#### EXERCISE DIRECTIONS
For the material below, count each line where the string "const" appears, then return the total alone.

#### DATA LISTING
━━━━

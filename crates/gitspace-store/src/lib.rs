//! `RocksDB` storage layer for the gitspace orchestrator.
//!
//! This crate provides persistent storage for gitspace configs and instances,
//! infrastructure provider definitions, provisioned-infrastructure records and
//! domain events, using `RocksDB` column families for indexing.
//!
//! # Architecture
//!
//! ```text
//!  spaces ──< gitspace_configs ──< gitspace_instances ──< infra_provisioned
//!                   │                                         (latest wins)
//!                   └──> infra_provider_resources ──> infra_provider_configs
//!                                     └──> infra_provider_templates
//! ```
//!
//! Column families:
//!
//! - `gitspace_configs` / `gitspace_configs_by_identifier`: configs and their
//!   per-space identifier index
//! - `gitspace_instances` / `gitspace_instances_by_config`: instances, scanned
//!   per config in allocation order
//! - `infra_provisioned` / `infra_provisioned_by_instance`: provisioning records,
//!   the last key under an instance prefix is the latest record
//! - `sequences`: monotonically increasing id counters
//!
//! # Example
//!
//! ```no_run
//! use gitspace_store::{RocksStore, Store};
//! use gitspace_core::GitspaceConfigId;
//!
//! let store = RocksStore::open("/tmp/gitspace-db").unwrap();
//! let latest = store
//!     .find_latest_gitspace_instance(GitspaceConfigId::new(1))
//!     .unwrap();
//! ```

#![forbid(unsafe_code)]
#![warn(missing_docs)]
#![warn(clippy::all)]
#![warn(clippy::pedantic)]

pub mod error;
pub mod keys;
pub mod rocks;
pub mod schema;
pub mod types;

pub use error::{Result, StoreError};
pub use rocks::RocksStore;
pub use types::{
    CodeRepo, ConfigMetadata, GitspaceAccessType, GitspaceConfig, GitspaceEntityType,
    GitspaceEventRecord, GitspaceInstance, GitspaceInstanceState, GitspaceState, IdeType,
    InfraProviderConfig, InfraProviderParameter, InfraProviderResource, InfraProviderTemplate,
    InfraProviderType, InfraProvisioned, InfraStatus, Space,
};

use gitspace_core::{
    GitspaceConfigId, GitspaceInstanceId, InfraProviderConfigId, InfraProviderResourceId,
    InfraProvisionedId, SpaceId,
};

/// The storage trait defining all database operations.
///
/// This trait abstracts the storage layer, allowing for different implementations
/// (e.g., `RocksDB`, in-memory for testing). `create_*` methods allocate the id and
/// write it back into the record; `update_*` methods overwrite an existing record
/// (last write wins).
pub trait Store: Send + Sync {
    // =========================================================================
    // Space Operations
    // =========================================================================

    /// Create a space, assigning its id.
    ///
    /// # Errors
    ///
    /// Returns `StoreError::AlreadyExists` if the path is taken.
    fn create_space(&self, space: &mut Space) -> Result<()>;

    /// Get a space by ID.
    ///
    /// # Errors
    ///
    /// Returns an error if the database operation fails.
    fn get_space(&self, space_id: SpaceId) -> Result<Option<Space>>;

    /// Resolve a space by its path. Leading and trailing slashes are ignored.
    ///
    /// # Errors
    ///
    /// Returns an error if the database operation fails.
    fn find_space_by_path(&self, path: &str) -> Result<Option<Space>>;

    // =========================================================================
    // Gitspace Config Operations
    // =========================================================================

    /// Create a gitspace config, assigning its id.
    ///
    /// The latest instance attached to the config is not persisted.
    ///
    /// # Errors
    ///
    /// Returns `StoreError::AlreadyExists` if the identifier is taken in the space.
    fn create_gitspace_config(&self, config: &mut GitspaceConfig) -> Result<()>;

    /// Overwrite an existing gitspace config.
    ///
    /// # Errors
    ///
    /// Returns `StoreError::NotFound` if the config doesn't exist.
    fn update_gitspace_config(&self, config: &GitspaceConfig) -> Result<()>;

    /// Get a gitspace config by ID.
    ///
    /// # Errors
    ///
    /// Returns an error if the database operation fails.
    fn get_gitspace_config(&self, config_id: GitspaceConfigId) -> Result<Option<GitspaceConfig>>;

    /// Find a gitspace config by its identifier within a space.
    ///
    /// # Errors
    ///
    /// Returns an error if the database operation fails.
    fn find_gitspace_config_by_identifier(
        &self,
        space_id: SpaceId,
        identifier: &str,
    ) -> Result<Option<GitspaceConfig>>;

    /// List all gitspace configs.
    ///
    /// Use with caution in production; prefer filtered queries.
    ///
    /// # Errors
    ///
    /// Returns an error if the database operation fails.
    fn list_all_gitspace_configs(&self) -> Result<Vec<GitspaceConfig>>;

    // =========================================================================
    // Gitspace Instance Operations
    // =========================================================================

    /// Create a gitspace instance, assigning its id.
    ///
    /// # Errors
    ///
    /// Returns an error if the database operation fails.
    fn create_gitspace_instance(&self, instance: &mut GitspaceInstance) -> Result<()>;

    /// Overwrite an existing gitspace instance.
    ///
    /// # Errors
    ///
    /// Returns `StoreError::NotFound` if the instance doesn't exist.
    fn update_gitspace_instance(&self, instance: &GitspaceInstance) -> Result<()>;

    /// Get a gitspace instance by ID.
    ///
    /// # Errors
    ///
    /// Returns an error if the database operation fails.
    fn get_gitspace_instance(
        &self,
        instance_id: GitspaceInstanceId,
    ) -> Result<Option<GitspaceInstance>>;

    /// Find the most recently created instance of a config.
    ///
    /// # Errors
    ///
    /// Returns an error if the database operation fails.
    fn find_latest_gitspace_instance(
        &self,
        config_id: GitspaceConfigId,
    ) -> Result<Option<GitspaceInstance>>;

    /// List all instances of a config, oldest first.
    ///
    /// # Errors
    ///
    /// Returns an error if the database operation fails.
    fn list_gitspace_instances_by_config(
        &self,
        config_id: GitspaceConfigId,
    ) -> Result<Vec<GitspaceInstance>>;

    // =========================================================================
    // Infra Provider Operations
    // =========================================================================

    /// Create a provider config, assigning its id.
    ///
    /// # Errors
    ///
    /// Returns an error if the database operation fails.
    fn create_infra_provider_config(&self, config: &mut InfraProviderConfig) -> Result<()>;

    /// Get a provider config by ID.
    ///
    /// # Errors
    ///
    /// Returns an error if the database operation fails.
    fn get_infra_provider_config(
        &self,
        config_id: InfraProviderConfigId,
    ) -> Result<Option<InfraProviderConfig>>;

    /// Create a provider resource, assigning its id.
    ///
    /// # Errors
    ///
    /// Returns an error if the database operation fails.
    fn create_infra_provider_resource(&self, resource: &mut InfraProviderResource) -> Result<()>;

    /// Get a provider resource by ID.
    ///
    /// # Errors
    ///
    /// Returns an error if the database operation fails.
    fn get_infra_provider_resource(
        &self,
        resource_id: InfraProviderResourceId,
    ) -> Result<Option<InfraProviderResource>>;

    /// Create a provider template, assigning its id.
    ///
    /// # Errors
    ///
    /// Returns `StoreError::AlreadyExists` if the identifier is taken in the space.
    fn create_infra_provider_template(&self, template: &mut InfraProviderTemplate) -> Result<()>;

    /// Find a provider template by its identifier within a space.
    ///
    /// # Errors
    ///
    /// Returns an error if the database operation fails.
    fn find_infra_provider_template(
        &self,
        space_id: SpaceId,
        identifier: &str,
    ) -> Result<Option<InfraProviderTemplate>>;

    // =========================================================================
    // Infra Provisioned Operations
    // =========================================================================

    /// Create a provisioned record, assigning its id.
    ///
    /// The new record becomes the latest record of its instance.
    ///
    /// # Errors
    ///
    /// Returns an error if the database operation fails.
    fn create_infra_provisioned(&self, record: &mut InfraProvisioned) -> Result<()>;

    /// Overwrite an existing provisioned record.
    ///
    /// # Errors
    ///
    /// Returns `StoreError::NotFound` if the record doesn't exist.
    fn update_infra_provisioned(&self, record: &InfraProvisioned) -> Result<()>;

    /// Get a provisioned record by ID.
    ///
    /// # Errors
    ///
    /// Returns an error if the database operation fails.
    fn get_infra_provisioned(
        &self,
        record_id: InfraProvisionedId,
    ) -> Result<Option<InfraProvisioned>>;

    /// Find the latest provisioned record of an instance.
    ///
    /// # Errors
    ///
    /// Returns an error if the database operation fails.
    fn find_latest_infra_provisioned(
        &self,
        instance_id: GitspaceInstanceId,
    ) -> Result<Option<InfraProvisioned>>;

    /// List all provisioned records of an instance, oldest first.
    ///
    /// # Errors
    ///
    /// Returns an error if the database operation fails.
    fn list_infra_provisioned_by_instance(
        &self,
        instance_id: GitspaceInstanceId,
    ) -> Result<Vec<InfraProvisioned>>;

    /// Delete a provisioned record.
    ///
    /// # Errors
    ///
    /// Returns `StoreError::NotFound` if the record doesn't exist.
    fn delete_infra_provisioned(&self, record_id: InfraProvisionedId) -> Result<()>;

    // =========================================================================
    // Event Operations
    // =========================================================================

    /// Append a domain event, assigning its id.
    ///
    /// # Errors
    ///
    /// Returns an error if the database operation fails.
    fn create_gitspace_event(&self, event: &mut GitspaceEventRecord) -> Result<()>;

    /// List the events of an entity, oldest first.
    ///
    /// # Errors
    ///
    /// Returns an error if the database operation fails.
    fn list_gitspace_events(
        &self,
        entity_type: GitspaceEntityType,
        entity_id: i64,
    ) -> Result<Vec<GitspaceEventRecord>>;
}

━━━━

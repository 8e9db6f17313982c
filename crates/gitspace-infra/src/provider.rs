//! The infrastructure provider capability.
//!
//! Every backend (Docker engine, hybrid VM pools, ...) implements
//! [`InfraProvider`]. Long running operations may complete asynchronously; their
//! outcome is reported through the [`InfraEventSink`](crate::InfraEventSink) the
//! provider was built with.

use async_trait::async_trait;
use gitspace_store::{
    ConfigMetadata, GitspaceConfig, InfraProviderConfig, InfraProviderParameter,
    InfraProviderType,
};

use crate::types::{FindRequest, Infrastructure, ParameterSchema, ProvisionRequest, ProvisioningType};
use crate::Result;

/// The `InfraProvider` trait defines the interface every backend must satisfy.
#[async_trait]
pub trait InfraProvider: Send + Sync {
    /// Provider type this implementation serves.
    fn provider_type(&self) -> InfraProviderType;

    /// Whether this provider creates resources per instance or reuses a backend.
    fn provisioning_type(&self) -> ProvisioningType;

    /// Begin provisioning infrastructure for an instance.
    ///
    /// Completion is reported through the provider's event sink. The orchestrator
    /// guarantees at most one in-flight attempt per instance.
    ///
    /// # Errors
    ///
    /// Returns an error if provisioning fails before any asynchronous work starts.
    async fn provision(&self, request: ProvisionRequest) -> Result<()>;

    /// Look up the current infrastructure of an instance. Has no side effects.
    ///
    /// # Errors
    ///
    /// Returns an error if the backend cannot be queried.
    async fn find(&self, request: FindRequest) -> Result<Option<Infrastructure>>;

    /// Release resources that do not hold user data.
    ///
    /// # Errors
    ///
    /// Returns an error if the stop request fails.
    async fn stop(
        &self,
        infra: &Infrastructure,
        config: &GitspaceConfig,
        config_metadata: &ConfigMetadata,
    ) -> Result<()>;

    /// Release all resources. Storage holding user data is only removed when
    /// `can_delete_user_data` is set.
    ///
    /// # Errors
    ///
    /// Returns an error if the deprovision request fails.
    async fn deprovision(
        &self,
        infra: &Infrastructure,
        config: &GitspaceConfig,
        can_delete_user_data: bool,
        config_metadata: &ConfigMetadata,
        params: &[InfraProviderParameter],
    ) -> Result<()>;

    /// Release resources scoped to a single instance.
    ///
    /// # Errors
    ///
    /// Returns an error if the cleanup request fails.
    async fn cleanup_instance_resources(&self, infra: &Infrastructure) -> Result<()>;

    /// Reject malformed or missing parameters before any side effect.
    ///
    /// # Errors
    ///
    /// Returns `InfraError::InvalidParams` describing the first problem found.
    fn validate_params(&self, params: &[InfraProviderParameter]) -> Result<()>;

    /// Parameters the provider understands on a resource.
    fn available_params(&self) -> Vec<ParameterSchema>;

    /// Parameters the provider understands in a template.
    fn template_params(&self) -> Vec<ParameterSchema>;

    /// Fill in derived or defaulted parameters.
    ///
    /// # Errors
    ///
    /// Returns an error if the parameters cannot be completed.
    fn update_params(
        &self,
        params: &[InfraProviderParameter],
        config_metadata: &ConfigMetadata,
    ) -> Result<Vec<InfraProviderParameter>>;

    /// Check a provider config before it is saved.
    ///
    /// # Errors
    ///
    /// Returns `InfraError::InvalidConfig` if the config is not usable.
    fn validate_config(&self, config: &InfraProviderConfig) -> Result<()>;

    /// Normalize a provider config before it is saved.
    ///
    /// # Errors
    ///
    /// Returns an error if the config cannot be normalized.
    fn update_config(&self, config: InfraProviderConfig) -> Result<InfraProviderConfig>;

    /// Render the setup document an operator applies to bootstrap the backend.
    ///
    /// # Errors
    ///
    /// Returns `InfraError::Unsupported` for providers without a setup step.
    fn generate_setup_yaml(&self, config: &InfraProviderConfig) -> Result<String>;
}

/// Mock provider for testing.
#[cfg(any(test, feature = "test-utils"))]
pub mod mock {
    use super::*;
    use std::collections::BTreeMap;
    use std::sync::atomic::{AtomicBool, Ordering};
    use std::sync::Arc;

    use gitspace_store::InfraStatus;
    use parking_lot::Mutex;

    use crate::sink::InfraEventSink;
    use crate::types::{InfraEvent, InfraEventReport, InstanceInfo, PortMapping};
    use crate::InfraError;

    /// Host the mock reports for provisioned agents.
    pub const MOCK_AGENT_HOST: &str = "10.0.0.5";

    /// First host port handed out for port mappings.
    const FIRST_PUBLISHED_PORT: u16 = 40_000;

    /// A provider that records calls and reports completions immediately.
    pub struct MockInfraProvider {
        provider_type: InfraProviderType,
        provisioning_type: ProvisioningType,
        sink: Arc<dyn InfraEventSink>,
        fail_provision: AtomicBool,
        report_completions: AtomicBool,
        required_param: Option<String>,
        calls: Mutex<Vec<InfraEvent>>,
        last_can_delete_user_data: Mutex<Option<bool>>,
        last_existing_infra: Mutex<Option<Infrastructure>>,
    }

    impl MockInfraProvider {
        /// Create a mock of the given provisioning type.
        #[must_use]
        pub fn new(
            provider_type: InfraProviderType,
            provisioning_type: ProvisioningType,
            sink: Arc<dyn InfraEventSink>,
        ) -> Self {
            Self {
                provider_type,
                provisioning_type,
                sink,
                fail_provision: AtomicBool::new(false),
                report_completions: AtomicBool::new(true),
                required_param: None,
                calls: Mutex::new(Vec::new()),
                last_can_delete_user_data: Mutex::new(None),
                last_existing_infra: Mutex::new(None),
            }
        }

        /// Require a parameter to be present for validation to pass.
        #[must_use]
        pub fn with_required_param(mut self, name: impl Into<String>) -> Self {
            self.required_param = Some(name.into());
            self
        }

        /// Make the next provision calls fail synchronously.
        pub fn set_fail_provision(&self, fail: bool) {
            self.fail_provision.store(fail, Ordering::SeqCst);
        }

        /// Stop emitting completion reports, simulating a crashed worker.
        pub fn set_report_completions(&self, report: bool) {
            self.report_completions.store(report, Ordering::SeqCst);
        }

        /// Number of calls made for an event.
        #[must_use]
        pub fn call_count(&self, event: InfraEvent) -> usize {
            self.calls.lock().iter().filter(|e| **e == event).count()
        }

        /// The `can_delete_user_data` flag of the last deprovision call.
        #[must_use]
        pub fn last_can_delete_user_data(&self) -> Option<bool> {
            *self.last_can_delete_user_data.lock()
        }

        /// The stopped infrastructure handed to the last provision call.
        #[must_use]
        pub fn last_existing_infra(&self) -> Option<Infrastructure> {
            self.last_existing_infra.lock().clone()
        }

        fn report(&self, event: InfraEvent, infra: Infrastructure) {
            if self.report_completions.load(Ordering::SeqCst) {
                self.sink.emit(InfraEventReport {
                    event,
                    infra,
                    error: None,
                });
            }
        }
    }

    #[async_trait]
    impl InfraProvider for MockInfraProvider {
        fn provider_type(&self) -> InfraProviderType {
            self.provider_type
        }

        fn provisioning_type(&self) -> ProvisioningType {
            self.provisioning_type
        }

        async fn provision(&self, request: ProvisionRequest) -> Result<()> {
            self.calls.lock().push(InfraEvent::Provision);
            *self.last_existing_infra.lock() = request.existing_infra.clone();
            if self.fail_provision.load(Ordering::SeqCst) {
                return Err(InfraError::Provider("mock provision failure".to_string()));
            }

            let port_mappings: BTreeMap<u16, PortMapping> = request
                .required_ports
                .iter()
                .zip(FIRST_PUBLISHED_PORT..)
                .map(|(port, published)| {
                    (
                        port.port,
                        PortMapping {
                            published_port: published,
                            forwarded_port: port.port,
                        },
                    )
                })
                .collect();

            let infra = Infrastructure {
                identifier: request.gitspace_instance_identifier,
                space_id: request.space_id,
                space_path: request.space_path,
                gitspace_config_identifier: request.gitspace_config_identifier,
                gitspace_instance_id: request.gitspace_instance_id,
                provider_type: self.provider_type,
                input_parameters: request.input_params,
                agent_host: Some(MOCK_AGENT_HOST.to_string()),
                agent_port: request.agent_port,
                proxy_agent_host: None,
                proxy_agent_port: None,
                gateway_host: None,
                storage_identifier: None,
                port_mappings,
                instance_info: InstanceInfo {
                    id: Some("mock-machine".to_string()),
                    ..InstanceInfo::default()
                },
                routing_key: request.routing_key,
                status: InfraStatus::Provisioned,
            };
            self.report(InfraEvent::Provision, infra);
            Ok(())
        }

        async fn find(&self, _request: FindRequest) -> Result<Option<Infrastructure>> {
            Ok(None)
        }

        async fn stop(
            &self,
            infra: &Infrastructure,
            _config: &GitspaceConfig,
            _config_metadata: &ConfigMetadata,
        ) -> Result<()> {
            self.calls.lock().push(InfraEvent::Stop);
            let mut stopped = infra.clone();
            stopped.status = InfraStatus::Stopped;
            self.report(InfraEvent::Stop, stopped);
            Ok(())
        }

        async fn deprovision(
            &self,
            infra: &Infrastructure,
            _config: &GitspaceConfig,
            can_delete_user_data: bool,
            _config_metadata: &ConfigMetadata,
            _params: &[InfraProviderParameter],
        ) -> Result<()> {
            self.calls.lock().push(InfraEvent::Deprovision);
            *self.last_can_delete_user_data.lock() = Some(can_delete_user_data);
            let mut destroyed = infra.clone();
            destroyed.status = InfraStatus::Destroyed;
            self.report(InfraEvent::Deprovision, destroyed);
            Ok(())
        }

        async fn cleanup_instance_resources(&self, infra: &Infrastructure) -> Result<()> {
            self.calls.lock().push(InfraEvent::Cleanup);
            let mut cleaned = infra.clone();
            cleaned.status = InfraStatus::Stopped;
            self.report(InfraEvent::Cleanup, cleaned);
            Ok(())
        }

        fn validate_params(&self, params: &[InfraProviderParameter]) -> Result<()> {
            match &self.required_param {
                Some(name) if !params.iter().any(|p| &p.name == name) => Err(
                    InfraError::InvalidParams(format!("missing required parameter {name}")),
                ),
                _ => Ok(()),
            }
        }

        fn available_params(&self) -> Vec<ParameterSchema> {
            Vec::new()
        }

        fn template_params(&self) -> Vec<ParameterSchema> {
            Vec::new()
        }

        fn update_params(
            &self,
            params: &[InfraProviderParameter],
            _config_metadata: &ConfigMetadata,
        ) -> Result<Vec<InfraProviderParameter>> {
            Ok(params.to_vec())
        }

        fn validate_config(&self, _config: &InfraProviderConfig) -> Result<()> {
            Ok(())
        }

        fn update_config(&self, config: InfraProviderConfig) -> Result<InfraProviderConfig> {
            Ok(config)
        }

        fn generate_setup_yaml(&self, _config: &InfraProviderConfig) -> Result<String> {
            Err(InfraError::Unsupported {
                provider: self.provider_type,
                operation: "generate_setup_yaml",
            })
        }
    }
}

━━━━

#### WRITTEN REPLY
2